The new leadership will oversee the world’s second largest economy; although, by the time of the next scheduled leadership change in 2022 China will most probably have overtaken the United States and for the first time since the Industrial Revolution, the world’s economic leader will not be founded on democratic values.

Plenty of uncertainty remains. Despite the tremendous economic progress that has been made since the reform measures began in earnest in 1992, China is beset by a host of problems. Economic growth has led to a growing disparity between urban and rural incomes and while China now boasts the largest number of US-dollar millionaires in the world, many areas of the country remain locked in grinding poverty and depleted of young people, who have emigrated to the cities in search of a better life. It is important to realise that more than 150 million people in China still live on less than $1 a day.

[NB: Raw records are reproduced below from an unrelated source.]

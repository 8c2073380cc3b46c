//! Processes
//!
//! Endpoints name processes, the arena owns them.

mod endpoint;
mod process;
mod table;

pub use endpoint::{Endpoint, SourceFilter, ANY_RAW};
pub use process::Process;
pub use table::ProcessTable;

China’s new leaders remain committed to the idea of a one-party government although there is recognition that if corruption is not reined in, the party could be in danger of collapse. While the leadership grapples with this and other pressing economic issues, political reform is likely to be confined to a broadening of the consultative process. This at least, is a sign of a return to traditional Chinese values.

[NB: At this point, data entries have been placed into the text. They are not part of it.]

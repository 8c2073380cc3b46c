//! Batched asynchronous send
//!
//! A process installs a table of messages in one call. Each entry whose
//! destination is already waiting is delivered on the spot; the rest stay
//! pending and are picked up by the destination's next `receive`. The
//! sender never blocks.
//!
//! The destination keeps only a set of sender slots with something
//! pending for it; the messages themselves stay in the sender's table.

use alloc::vec::Vec;

use bitflags::bitflags;

use super::message::Message;
use crate::config::MAX_ASYNC_ENTRIES;
use crate::error::{KernelError, KernelResult};
use crate::kernel::Kernel;
use crate::proc::{Endpoint, SourceFilter};
use crate::security::Zeroize;

bitflags! {
    /// Per-entry options.
    #[derive(Debug, Clone, Copy, PartialEq, Eq, Default)]
    pub struct AsyncFlags: u32 {
        /// Notify the sender from `ASYNCM` once a deferred entry is delivered.
        const NOTIFY = 1 << 0;
    }
}

/// Outcome of one entry.
#[derive(Clone, Copy, PartialEq, Eq, Debug)]
pub enum AsyncStatus {
    Pending,
    Delivered,
    Failed(KernelError),
    Cancelled,
}

/// One message as supplied by the caller.
#[derive(Clone, Copy, Debug)]
pub struct AsyncMessage {
    pub dest: Endpoint,
    pub msg: Message,
    pub flags: AsyncFlags,
}

impl AsyncMessage {
    pub fn new(dest: Endpoint, msg: Message) -> Self {
        Self {
            dest,
            msg,
            flags: AsyncFlags::empty(),
        }
    }
}

#[derive(Clone, Copy, Debug)]
pub(crate) struct AsyncEntry {
    pub dest: Endpoint,
    pub msg: Message,
    pub flags: AsyncFlags,
    pub status: AsyncStatus,
}

impl Kernel {
    /// Install `table` as the caller's asynchronous send table.
    ///
    /// Entries still pending from a previous table are cancelled. Returns
    /// how many entries were delivered immediately.
    pub fn senda(&mut self, caller: Endpoint, table: Vec<AsyncMessage>) -> KernelResult<usize> {
        if table.len() > MAX_ASYNC_ENTRIES {
            return Err(KernelError::InvalidArgument);
        }
        let src = self.procs.resolve(caller)?;
        self.procs.at_mut(src)?.ipc.accounting.async_calls += 1;
        self.retire_async_table(src)?;

        let mut entries = Vec::with_capacity(table.len());
        let mut delivered = 0;
        for item in table {
            let mut msg = item.msg;
            msg.source = caller;
            let status = match self.procs.resolve(item.dest) {
                Err(e) => AsyncStatus::Failed(e),
                Ok(dst) if dst == src => AsyncStatus::Failed(KernelError::Deadlock),
                Ok(dst) => {
                    let ipc = &self.procs.at(dst)?.ipc;
                    if ipc.will_receive(caller) {
                        self.deliver(dst, msg)?;
                        delivered += 1;
                        AsyncStatus::Delivered
                    } else {
                        self.procs.at_mut(dst)?.ipc.async_pending.insert(src);
                        AsyncStatus::Pending
                    }
                }
            };
            entries.push(AsyncEntry {
                dest: item.dest,
                msg,
                flags: item.flags,
                status,
            });
        }

        log::trace!(
            "{:?} senda: {} entries, {} delivered",
            caller,
            entries.len(),
            delivered
        );
        self.procs.at_mut(src)?.ipc.async_table = entries;
        Ok(delivered)
    }

    /// Cancel entry `index` of the caller's table if it is still pending.
    pub fn cancel_async(&mut self, caller: Endpoint, index: usize) -> KernelResult<()> {
        let src = self.procs.resolve(caller)?;
        let entry = self
            .procs
            .at_mut(src)?
            .ipc
            .async_table
            .get_mut(index)
            .ok_or(KernelError::InvalidArgument)?;
        if entry.status != AsyncStatus::Pending {
            return Err(KernelError::InvalidArgument);
        }
        entry.status = AsyncStatus::Cancelled;
        entry.msg.zeroize();
        let dest = entry.dest;

        self.unmark_async(src, dest)?;
        log::trace!("{:?} cancelled async entry {}", caller, index);
        Ok(())
    }

    /// Per-entry outcome of the caller's current table.
    pub fn async_status(&self, caller: Endpoint) -> KernelResult<Vec<AsyncStatus>> {
        Ok(self
            .procs
            .get(caller)?
            .ipc
            .async_table
            .iter()
            .map(|e| e.status)
            .collect())
    }

    /// Take the first deferred message for `me` accepted by `filter`.
    pub(crate) fn try_async(
        &mut self,
        me: usize,
        filter: SourceFilter,
    ) -> KernelResult<Option<Message>> {
        let me_ep = self.procs.at(me)?.endpoint;
        let senders: Vec<usize> = self.procs.at(me)?.ipc.async_pending.iter().copied().collect();

        for s in senders {
            let sender = self.procs.at_mut(s)?;
            if !filter.matches(sender.endpoint) {
                continue;
            }
            let found = sender
                .ipc
                .async_table
                .iter()
                .position(|e| e.status == AsyncStatus::Pending && e.dest == me_ep);
            let Some(i) = found else {
                self.procs.at_mut(me)?.ipc.async_pending.remove(&s);
                continue;
            };

            let entry = &mut sender.ipc.async_table[i];
            entry.status = AsyncStatus::Delivered;
            let msg = entry.msg;
            let notify = entry.flags.contains(AsyncFlags::NOTIFY);

            self.unmark_async(s, me_ep)?;
            if notify {
                self.post_notification(s, Endpoint::ASYNCM, i as u64)?;
            }
            return Ok(Some(msg));
        }
        Ok(None)
    }

    /// Drop `dest`'s marker for `src` if nothing else is pending for it.
    fn unmark_async(&mut self, src: usize, dest: Endpoint) -> KernelResult<()> {
        let still_pending = self
            .procs
            .at(src)?
            .ipc
            .async_table
            .iter()
            .any(|e| e.status == AsyncStatus::Pending && e.dest == dest);
        if !still_pending {
            if let Ok(dst) = self.procs.get_mut(dest) {
                dst.ipc.async_pending.remove(&src);
            }
        }
        Ok(())
    }

    /// Cancel every pending entry of `src`'s table and clear its markers.
    pub(crate) fn retire_async_table(&mut self, src: usize) -> KernelResult<usize> {
        let table = core::mem::take(&mut self.procs.at_mut(src)?.ipc.async_table);
        let mut cancelled = 0;
        for entry in table.iter().filter(|e| e.status == AsyncStatus::Pending) {
            if let Ok(dst) = self.procs.get_mut(entry.dest) {
                dst.ipc.async_pending.remove(&src);
            }
            cancelled += 1;
        }
        Ok(cancelled)
    }

    /// Fail every entry addressed to `dead` that is still pending.
    pub(crate) fn fail_async_to(&mut self, dead: usize) -> KernelResult<()> {
        let dead_ep = self.procs.at(dead)?.endpoint;
        let senders = core::mem::take(&mut self.procs.at_mut(dead)?.ipc.async_pending);
        for s in senders {
            if let Ok(sender) = self.procs.at_mut(s) {
                for e in sender
                    .ipc
                    .async_table
                    .iter_mut()
                    .filter(|e| e.status == AsyncStatus::Pending && e.dest == dead_ep)
                {
                    e.status = AsyncStatus::Failed(KernelError::NoSuchProcess);
                }
            }
        }
        Ok(())
    }
}

#[cfg(test)]
mod tests {
    use super::*;
    use crate::config::{KernelConfig, USER_QUEUE};
    use crate::ipc::IpcFlags;
    use alloc::vec;

    fn kernel() -> (Kernel, Endpoint, Endpoint, Endpoint) {
        let mut k = Kernel::new(KernelConfig::default()).unwrap();
        let a = k.spawn("a", USER_QUEUE).unwrap();
        let b = k.spawn("b", USER_QUEUE).unwrap();
        let c = k.spawn("c", USER_QUEUE).unwrap();
        (k, a, b, c)
    }

    #[test]
    fn test_immediate_and_deferred_delivery() {
        let (mut k, a, b, c) = kernel();
        k.receive(b, SourceFilter::Any, IpcFlags::empty()).unwrap();
        let n = k
            .senda(
                a,
                vec![
                    AsyncMessage::new(b, Message::empty(1)),
                    AsyncMessage::new(c, Message::empty(2)),
                ],
            )
            .unwrap();
        assert_eq!(n, 1);
        assert_eq!(
            k.async_status(a).unwrap(),
            [AsyncStatus::Delivered, AsyncStatus::Pending]
        );
        assert_eq!(k.take_message(b).unwrap().unwrap().source, a);

        // sender is not blocked
        assert!(k.is_ready(a));

        let got = k.receive(c, SourceFilter::Any, IpcFlags::empty()).unwrap();
        let got = got.message().unwrap();
        assert_eq!((got.source, got.m_type), (a, 2));
        assert_eq!(k.async_status(a).unwrap()[1], AsyncStatus::Delivered);
        assert!(k.process(c).unwrap().ipc().async_pending.is_empty());
    }

    #[test]
    fn test_bad_destination_fails_entry_only() {
        let (mut k, a, b, _) = kernel();
        let bogus = Endpoint::new(200, 3);
        k.senda(
            a,
            vec![
                AsyncMessage::new(bogus, Message::empty(1)),
                AsyncMessage::new(a, Message::empty(1)),
                AsyncMessage::new(b, Message::empty(1)),
            ],
        )
        .unwrap();
        assert_eq!(
            k.async_status(a).unwrap(),
            [
                AsyncStatus::Failed(KernelError::NoSuchProcess),
                AsyncStatus::Failed(KernelError::Deadlock),
                AsyncStatus::Pending,
            ]
        );
    }

    #[test]
    fn test_cancel_pending_entry() {
        let (mut k, a, b, _) = kernel();
        k.senda(a, vec![AsyncMessage::new(b, Message::new(1, [7; 6]))])
            .unwrap();
        k.cancel_async(a, 0).unwrap();
        assert_eq!(k.async_status(a).unwrap(), [AsyncStatus::Cancelled]);
        assert_eq!(k.cancel_async(a, 0), Err(KernelError::InvalidArgument));
        assert_eq!(k.cancel_async(a, 5), Err(KernelError::InvalidArgument));
        assert_eq!(
            k.receive(b, SourceFilter::Any, IpcFlags::NON_BLOCKING),
            Err(KernelError::WouldBlock)
        );
    }

    #[test]
    fn test_notify_flag_reports_delivery() {
        let (mut k, a, b, _) = kernel();
        let mut entry = AsyncMessage::new(b, Message::empty(1));
        entry.flags = AsyncFlags::NOTIFY;
        k.senda(a, vec![entry]).unwrap();
        k.receive(b, SourceFilter::Any, IpcFlags::empty()).unwrap();

        let n = k
            .receive(a, SourceFilter::From(Endpoint::ASYNCM), IpcFlags::empty())
            .unwrap()
            .message()
            .unwrap();
        assert_eq!(n.source, Endpoint::ASYNCM);
        assert_eq!(n.notify_info().unwrap().badge, 0);
    }

    #[test]
    fn test_new_table_cancels_old_pending() {
        let (mut k, a, b, c) = kernel();
        k.senda(a, vec![AsyncMessage::new(b, Message::empty(1))])
            .unwrap();
        k.senda(a, vec![AsyncMessage::new(c, Message::empty(2))])
            .unwrap();
        assert!(k.process(b).unwrap().ipc().async_pending.is_empty());
        assert_eq!(
            k.receive(b, SourceFilter::Any, IpcFlags::NON_BLOCKING),
            Err(KernelError::WouldBlock)
        );
    }

    #[test]
    fn test_oversized_table_rejected() {
        let (mut k, a, b, _) = kernel();
        let table = vec![AsyncMessage::new(b, Message::empty(0)); MAX_ASYNC_ENTRIES + 1];
        assert_eq!(k.senda(a, table), Err(KernelError::InvalidArgument));
        assert_eq!(k.process(a).unwrap().ipc().accounting().async_calls, 0);
    }
}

We begin this essay with a look at the origins of how the Peoples Republic of China has emerged from its Maoist roots and morphed into its own particular brand of socialism, balancing the needs to govern (what is essentially) a continent, with the demands of producing a modern economically empowered society. We then look at those factors that are influencing the new generation of leaders and how they are likely to respond.

The origins of market reforms in China
After the collapse of China’s Cultural Revolution, the death of Mao Zedong and the overthrow of the ‘Gang of Four’ in 1976, the economic and political reform process in China was introduced with the ‘second revolution’ launched by Deng Xiaoping in 1978. Deng is remembered by many for his immortal phrase ‘it doesn’t matter whether a cat is black or white as long as it catches mice.’ Pragmatism was about to take hold.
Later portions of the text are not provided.